**** Supplied information

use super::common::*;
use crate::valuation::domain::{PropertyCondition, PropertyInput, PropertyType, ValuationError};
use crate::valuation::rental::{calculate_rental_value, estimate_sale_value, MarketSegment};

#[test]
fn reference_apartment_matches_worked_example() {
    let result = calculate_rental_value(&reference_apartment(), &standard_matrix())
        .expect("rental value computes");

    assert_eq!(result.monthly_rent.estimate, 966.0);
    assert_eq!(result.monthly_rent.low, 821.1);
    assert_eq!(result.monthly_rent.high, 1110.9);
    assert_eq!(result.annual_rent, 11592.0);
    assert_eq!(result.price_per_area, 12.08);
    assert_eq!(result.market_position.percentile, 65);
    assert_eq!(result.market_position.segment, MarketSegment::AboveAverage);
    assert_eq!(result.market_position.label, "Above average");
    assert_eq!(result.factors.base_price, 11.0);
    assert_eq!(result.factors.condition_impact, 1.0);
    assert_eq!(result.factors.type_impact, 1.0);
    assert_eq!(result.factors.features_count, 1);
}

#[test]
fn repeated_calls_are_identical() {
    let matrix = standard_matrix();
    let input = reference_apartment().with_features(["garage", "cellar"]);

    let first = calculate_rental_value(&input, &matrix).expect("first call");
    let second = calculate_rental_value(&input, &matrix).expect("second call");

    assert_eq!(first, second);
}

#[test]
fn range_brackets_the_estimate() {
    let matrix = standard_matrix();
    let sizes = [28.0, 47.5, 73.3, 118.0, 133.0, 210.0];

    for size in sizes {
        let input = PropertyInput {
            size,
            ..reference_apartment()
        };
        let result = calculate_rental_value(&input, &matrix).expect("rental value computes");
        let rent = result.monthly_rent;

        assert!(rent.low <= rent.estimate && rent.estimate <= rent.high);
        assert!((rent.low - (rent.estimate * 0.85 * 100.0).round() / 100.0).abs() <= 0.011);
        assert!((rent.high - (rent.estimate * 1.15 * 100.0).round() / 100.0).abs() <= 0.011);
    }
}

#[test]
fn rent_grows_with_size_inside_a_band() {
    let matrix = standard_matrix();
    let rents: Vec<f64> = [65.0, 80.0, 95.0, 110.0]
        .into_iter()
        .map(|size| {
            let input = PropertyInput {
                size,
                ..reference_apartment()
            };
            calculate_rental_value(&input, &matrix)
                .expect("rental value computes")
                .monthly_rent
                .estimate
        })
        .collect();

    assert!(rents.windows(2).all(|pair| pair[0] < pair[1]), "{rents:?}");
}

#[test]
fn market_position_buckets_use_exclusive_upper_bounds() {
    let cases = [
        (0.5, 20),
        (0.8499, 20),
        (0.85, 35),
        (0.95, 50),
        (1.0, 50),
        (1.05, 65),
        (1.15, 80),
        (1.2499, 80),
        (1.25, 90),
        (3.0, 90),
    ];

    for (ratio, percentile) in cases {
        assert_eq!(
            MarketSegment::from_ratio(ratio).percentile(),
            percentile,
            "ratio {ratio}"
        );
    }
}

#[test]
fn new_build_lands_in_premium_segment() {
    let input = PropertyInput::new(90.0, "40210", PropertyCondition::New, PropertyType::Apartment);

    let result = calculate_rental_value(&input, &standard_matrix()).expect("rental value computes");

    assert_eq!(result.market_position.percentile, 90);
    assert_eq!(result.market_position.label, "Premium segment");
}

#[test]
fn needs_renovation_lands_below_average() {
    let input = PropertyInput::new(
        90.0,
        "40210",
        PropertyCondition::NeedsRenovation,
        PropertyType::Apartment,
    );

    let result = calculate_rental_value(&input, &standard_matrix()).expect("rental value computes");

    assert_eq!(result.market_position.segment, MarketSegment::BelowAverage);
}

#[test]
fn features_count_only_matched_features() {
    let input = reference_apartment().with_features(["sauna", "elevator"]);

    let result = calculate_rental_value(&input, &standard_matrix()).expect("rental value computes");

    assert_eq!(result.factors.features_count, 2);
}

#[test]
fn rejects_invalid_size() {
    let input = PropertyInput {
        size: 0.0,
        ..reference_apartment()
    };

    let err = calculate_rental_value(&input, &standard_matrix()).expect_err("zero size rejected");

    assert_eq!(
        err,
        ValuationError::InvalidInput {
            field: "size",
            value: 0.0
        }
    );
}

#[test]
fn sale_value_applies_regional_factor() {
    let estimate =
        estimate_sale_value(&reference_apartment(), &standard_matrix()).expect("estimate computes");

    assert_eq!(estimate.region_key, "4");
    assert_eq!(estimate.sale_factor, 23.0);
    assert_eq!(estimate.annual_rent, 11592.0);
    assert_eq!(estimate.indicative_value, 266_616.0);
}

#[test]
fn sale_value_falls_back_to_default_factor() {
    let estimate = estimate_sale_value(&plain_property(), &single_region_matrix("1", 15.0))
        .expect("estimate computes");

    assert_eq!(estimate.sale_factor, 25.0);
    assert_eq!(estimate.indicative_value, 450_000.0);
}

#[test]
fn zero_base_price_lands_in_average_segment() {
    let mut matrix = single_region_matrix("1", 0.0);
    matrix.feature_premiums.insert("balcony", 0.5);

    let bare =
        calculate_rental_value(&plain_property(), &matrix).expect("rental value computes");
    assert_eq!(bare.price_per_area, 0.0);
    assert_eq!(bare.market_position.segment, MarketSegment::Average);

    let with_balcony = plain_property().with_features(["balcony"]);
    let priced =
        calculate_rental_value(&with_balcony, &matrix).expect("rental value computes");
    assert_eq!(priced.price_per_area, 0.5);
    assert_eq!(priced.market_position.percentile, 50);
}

********

◆ Exercise requirements:
Please show every line above that includes the word "crate".

◆ Written solution:
use crate::valuation::domain::{PropertyCondition, PropertyInput, PropertyType, ValuationError};
use crate::valuation::rental::{calculate_rental_value, estimate_sale_value, MarketSegment};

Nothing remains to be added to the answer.